I would recommend that you compress the data first before sending it. You could do this with the zlib module. For example:

import io
import socket
import struct
import time
import picamera
import zlib # need this for compression

client_socket = socket.socket()
client_socket.connect(('192.168.123.3', 6666))
connection = client_socket.makefile('wb')

try:
    with picamera.PiCamera() as camera:
        camera.resolution = (640, 480)
        # Start a preview and let the camera warm up for 2 seconds
        camera.start_preview()
        time.sleep(2)

        # Note the start time and construct a stream to hold image data
        # temporarily (we could write it directly to connection but in this
        # case we want to find out the size of each capture first to keep
        # our protocol simple)
        start = time.time()
        stream = io.BytesIO()

        for foo in camera.capture_continuous(stream, 'jpeg'):

            data = zlib.compress(stream.read())

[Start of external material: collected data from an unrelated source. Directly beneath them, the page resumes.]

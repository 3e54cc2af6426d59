#[derive(Debug, thiserror::Error)]
pub enum AppError {
    #[error("Configuration error: {0}")]
    Config(String),

    #[error("Invalid pattern '{pattern}': {source}")]
    InvalidPattern {
        pattern: String,
        #[source]
        source: regex::Error,
    },

    #[error("Unknown target unit: {0}")]
    UnknownTargetUnit(String),

    #[error("Unknown processor type: {0}")]
    UnknownProcessor(String),

    #[error("Processor type already registered: {0}")]
    DuplicateProcessor(String),

    #[error("Failed to send event to pipeline")]
    PipelineSend,

    #[error("JSON parse error: {0}")]
    JsonParse(#[from] serde_json::Error),

    #[error("IO error: {0}")]
    Io(#[from] std::io::Error),
}

impl AppError {
    /// Errors that keep a processor from being brought online.
    pub fn is_config_error(&self) -> bool {
        matches!(
            self,
            AppError::Config(_) | AppError::InvalidPattern { .. } | AppError::UnknownTargetUnit(_)
        )
    }
}

pub type Result<T> = std::result::Result<T, AppError>;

            # Write the length of the capture to the stream and flush to
            # ensure it actually gets sent
            connection.write(struct.pack('<L', len(data))
            connection.flush()

            # Rewind the stream and send the image data over the wire
            stream.seek(0)
            connection.write(data)

            # If we've been capturing for more than 10 seconds, quit
            if time.time() - start > 10:
                break

            # Reset the stream for the next capture
            stream.seek(0)
            stream.truncate()

    # Write a length of zero to the stream to signal we're done
    connection.write(struct.pack('<L', 0))
finally:
    connection.close()
    client_socket.close()

You'll also have to decompress on the other side

import io
import socket
import struct
from PIL import Image
import zlib

server_socket = socket.socket()
server_socket.bind(('192.168.123.3', 6666))
server_socket.listen(0)
imagecounter = 1

connection = server_socket.accept()[0].makefile('rb')

try:
    while True:
        # Read the length of the image as a 32-bit unsigned int. If the
        # length is zero, quit the loop
        image_len = struct.unpack('<L', connection.read(struct.calcsize('<L')))[0]

        if not image_len:
            break

        # Construct a stream to hold the image data and read the image
        # data from the connection
        image_stream = io.BytesIO()
        image_stream.write(connection.read(image_len))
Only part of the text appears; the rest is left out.